About 10 months ago we investigated adding Elasticsearch logging to a range of consumer electronics products to track which features were being used. I used a simplistic approach with a single index and wrote to it via the RESTFUL API. The results were extremely useful and Kibana gave us most of what we wanted out of the box so we didn’t take too much time analyzing whether the approach we had taken was appropriate and we didn’t have the need to study the stack in depth so my knowledge of it is extremely rudimentary.
We now have around 20,000 units and over 200 million documents but our Kibana visualizations have become almost unusably slow. Around 60-70% of the documents are superfluous as they record periods of inactivity which could be inferred from the other documents.
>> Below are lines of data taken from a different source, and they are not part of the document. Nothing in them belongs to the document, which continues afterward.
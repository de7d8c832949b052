//! Recursive Length Prefix encoding.
//!
//! Only the encoding half is needed here: every hash, root and canonical
//! transaction form is derived from locally built values.

use bytes::{BufMut, Bytes};
use ethereum_types::{Address, Bloom, H256, U256};

use crate::{
    constants::{RLP_EMPTY_LIST, RLP_NULL},
    utils::u256_to_big_endian,
};

/// Function for encoding a value to RLP.
/// For encoding the value into a buffer directly, use [`RLPEncode::encode`].
pub fn encode<T: RLPEncode + ?Sized>(value: &T) -> Vec<u8> {
    let mut buf = Vec::new();
    value.encode(&mut buf);
    buf
}

pub trait RLPEncode {
    fn encode(&self, buf: &mut dyn BufMut);

    fn length(&self) -> usize {
        self.encode_to_vec().len()
    }

    fn encode_to_vec(&self) -> Vec<u8> {
        let mut buf = Vec::new();
        self.encode(&mut buf);
        buf
    }
}

/// Writes the RLP prefix of a string whose payload is `len` bytes long.
fn encode_string_prefix(len: usize, buf: &mut dyn BufMut) {
    if len < 56 {
        buf.put_u8(RLP_NULL + len as u8);
    } else {
        let be = len.to_be_bytes();
        let start = be.iter().position(|b| *b != 0).unwrap_or(be.len() - 1);
        buf.put_u8(0xb7 + (be.len() - start) as u8);
        buf.put_slice(&be[start..]);
    }
}

/// Writes the RLP prefix of a list whose payload is `payload_len` bytes long.
pub fn encode_length(payload_len: usize, buf: &mut dyn BufMut) {
    if payload_len < 56 {
        buf.put_u8(RLP_EMPTY_LIST + payload_len as u8);
    } else {
        let be = payload_len.to_be_bytes();
        let start = be.iter().position(|b| *b != 0).unwrap_or(be.len() - 1);
        buf.put_u8(0xf7 + (be.len() - start) as u8);
        buf.put_slice(&be[start..]);
    }
}

/// Encodes a byte string, applying the single byte shortcut.
pub fn encode_bytes(bytes: &[u8], buf: &mut dyn BufMut) {
    if bytes.len() == 1 && bytes[0] < RLP_NULL {
        buf.put_u8(bytes[0]);
        return;
    }
    encode_string_prefix(bytes.len(), buf);
    buf.put_slice(bytes);
}

#[inline]
fn impl_encode<const N: usize>(value_be: [u8; N], buf: &mut dyn BufMut) {
    // count leading zeros
    let mut i = 0;
    while i < N && value_be[i] == 0 {
        i += 1;
    }

    // 0, also known as null or the empty string is 0x80
    if i == N {
        buf.put_u8(RLP_NULL);
        return;
    }

    encode_bytes(&value_be[i..], buf);
}

impl RLPEncode for bool {
    #[inline(always)]
    fn encode(&self, buf: &mut dyn BufMut) {
        if *self {
            buf.put_u8(0x01);
        } else {
            buf.put_u8(RLP_NULL);
        }
    }

    #[inline(always)]
    fn length(&self) -> usize {
        1
    }
}

impl RLPEncode for u8 {
    fn encode(&self, buf: &mut dyn BufMut) {
        impl_encode(self.to_be_bytes(), buf);
    }
}

impl RLPEncode for u64 {
    fn encode(&self, buf: &mut dyn BufMut) {
        impl_encode(self.to_be_bytes(), buf);
    }
}

impl RLPEncode for usize {
    fn encode(&self, buf: &mut dyn BufMut) {
        impl_encode(self.to_be_bytes(), buf);
    }
}

impl RLPEncode for U256 {
    fn encode(&self, buf: &mut dyn BufMut) {
        impl_encode(u256_to_big_endian(*self), buf);
    }
}

impl RLPEncode for [u8] {
    fn encode(&self, buf: &mut dyn BufMut) {
        encode_bytes(self, buf);
    }
}

impl<const N: usize> RLPEncode for [u8; N] {
    fn encode(&self, buf: &mut dyn BufMut) {
        encode_bytes(self, buf);
    }
}

impl RLPEncode for Bytes {
    fn encode(&self, buf: &mut dyn BufMut) {
        encode_bytes(self.as_ref(), buf);
    }
}

impl RLPEncode for Address {
    fn encode(&self, buf: &mut dyn BufMut) {
        encode_bytes(self.as_bytes(), buf);
    }
}

impl RLPEncode for H256 {
    fn encode(&self, buf: &mut dyn BufMut) {
        encode_bytes(self.as_bytes(), buf);
    }
}

impl RLPEncode for Bloom {
    fn encode(&self, buf: &mut dyn BufMut) {
        encode_bytes(self.as_bytes(), buf);
    }
}

impl<T: RLPEncode> RLPEncode for Vec<T> {
    fn encode(&self, buf: &mut dyn BufMut) {
        let mut payload = Vec::new();
        for item in self {
            item.encode(&mut payload);
        }
        encode_length(payload.len(), buf);
        buf.put_slice(&payload);
    }
}

impl<S: RLPEncode, T: RLPEncode> RLPEncode for (S, T) {
    fn encode(&self, buf: &mut dyn BufMut) {
        Encoder::new(buf)
            .encode_field(&self.0)
            .encode_field(&self.1)
            .finish();
    }
}

/// # Struct encoding helper
///
/// Used to encode a struct into RLP format.
/// The struct's fields must implement [`RLPEncode`].
///
/// ```ignore
/// Encoder::new(buf)
///     .encode_field(&self.address)
///     .encode_field(&self.topics)
///     .finish();
/// ```
pub struct Encoder<'a> {
    buf: &'a mut dyn BufMut,
    temp_buf: Vec<u8>,
}

// NOTE: BufMut doesn't implement Debug, so we can't derive Debug for Encoder.
impl core::fmt::Debug for Encoder<'_> {
    fn fmt(&self, f: &mut core::fmt::Formatter<'_>) -> core::fmt::Result {
        f.debug_struct("Encoder")
            .field("buf", &"...")
            .field("temp_buf", &self.temp_buf)
            .finish()
    }
}

impl<'a> Encoder<'a> {
    /// Creates a new encoder that writes to the given buffer.
    pub fn new(buf: &'a mut dyn BufMut) -> Self {
        Self {
            buf,
            temp_buf: Default::default(),
        }
    }

    /// Stores a field to be encoded.
    pub fn encode_field<T: RLPEncode + ?Sized>(mut self, value: &T) -> Self {
        value.encode(&mut self.temp_buf);
        self
    }

    /// If `Some`, stores a field to be encoded, else does nothing.
    pub fn encode_optional_field<T: RLPEncode>(mut self, opt_value: &Option<T>) -> Self {
        if let Some(value) = opt_value {
            value.encode(&mut self.temp_buf);
        }
        self
    }

    /// Adds a raw value to the buffer without rlp-encoding it
    pub fn encode_raw(mut self, value: &[u8]) -> Self {
        self.temp_buf.put_slice(value);
        self
    }

    /// Finishes encoding the struct and writes the result to the buffer.
    pub fn finish(self) {
        encode_length(self.temp_buf.len(), self.buf);
        self.buf.put_slice(&self.temp_buf);
    }
}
Although I realize our design is a little naïve and needs a rethink, the first step seems to be to remove the unnecessary documents. They are easily identifiable by a single value of a single field so I tried ‘_delete_by_query’. This is giving the result I need but is far too slow and doing experiments deleting a limited number of documents, I am finding that it takes around 20-30 secs per 1000 deletes which is over 30 days to delete them all! This is using default arguments except “size=10000” (“max_docs” was not accepted) and “wait_for_completion=false”). This is on a live server running 7.4.0
I did find another thread with a very similar question (https://discuss.elastic.co/t/slow-deletes/45597) which seemed to suggest there was no alternative.
Are there any arguments I could set to the delete that might speed it up?
Are there any admin tools that we could use that would be quicker even if it meant going offline to do it?
The thread linked above includes a possible technique of performing concurrent deletes but ensuring there are no collisions. The documents I want to delete have a common field value but will differ in other fields so is it viable to construct multiple _delete_by_query tasks that target specific sub-sets of the data?
Or perhaps a way to reindex it and ignore the unwanted documents?
Thanks.